With every line kept intact, print the entries that appear below.

---------- GIVEN RECORDS

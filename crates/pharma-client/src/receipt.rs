//! Receipt polling for submitted transactions.
//!
//! `eth_getTransactionReceipt` returns `null` until the transaction is
//! mined. Polling is a read and is safe to repeat; the submission itself is
//! never repeated.

use std::time::Duration;

use pharma_core::TxHash;
use serde_json::Value;

use crate::error::LedgerError;
use crate::rpc::RpcTransport;

/// Cap on the backoff exponent (interval * 16).
const MAX_BACKOFF_SHIFT: u32 = 4;

/// How long to wait for a transaction to be mined.
#[derive(Debug, Clone, Copy, PartialEq, Eq)]
pub struct ReceiptPolling {
    /// Delay after the first empty poll; doubles on each further poll.
    pub interval: Duration,
    /// Total number of polls.
    pub attempts: u32,
}

impl Default for ReceiptPolling {
    fn default() -> Self {
        Self {
            interval: Duration::from_millis(250),
            attempts: 8,
        }
    }
}

impl ReceiptPolling {
    /// Delay before poll number `attempt + 1`.
    fn delay(&self, attempt: u32) -> Duration {
        self.interval * 2u32.pow(attempt.min(MAX_BACKOFF_SHIFT))
    }
}

/// Poll until the receipt is available or the budget is spent.
pub(crate) async fn wait_for_receipt(
    rpc: &RpcTransport,
    tx: &TxHash,
    polling: &ReceiptPolling,
) -> Result<Value, LedgerError> {
    for attempt in 0..polling.attempts {
        let receipt = rpc
            .call("eth_getTransactionReceipt", serde_json::json!([tx.as_str()]))
            .await?;
        if !receipt.is_null() {
            return Ok(receipt);
        }
        if attempt + 1 == polling.attempts {
            break;
        }
        let delay = polling.delay(attempt);
        tracing::debug!(
            attempt = attempt + 1,
            max_attempts = polling.attempts,
            tx = %tx,
            "transaction pending, polling again in {delay:?}"
        );
        tokio::time::sleep(delay).await;
    }
    tracing::warn!(tx = %tx, attempts = polling.attempts, "transaction not mined within polling budget");
    Err(LedgerError::Unmined(tx.clone()))
}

--------------------

__RESULT OF THE EXERCISE__.
filename crates/pharma-client/src/receipt.rs
//! Receipt polling for submitted transactions.
//!
//! `eth_getTransactionReceipt` returns `null` until the transaction is
//! mined. Polling is a read and is safe to repeat; the submission itself is
//! never repeated.

use std::time::Duration;

use pharma_core::TxHash;
use serde_json::Value;

use crate::error::LedgerError;
use crate::rpc::RpcTransport;

/// Cap on the backoff exponent (interval * 16).
const MAX_BACKOFF_SHIFT: u32 = 4;

/// How long to wait for a transaction to be mined.
#[derive(Debug, Clone, Copy, PartialEq, Eq)]
pub struct ReceiptPolling {
    /// Delay after the first empty poll; doubles on each further poll.
    pub interval: Duration,
    /// Total number of polls.
    pub attempts: u32,
}

impl Default for ReceiptPolling {
    fn default() -> Self {
        Self {
            interval: Duration::from_millis(250),
            attempts: 8,
        }
    }
}

impl ReceiptPolling {
    /// Delay before poll number `attempt + 1`.
    fn delay(&self, attempt: u32) -> Duration {
        self.interval * 2u32.pow(attempt.min(MAX_BACKOFF_SHIFT))
    }
}

/// Poll until the receipt is available or the budget is spent.
pub(crate) async fn wait_for_receipt(
    rpc: &RpcTransport,
    tx: &TxHash,
    polling: &ReceiptPolling,
) -> Result<Value, LedgerError> {
    for attempt in 0..polling.attempts {
        let receipt = rpc
            .call("eth_getTransactionReceipt", serde_json::json!([tx.as_str()]))
            .await?;
        if !receipt.is_null() {
            return Ok(receipt);
        }
        if attempt + 1 == polling.attempts {
            break;
        }
        let delay = polling.delay(attempt);
        tracing::debug!(
            attempt = attempt + 1,
            max_attempts = polling.attempts,
            tx = %tx,
            "transaction pending, polling again in {delay:?}"
        );
        tokio::time::sleep(delay).await;
    }
    tracing::warn!(tx = %tx, attempts = polling.attempts, "transaction not mined within polling budget");
    Err(LedgerError::Unmined(tx.clone()))
}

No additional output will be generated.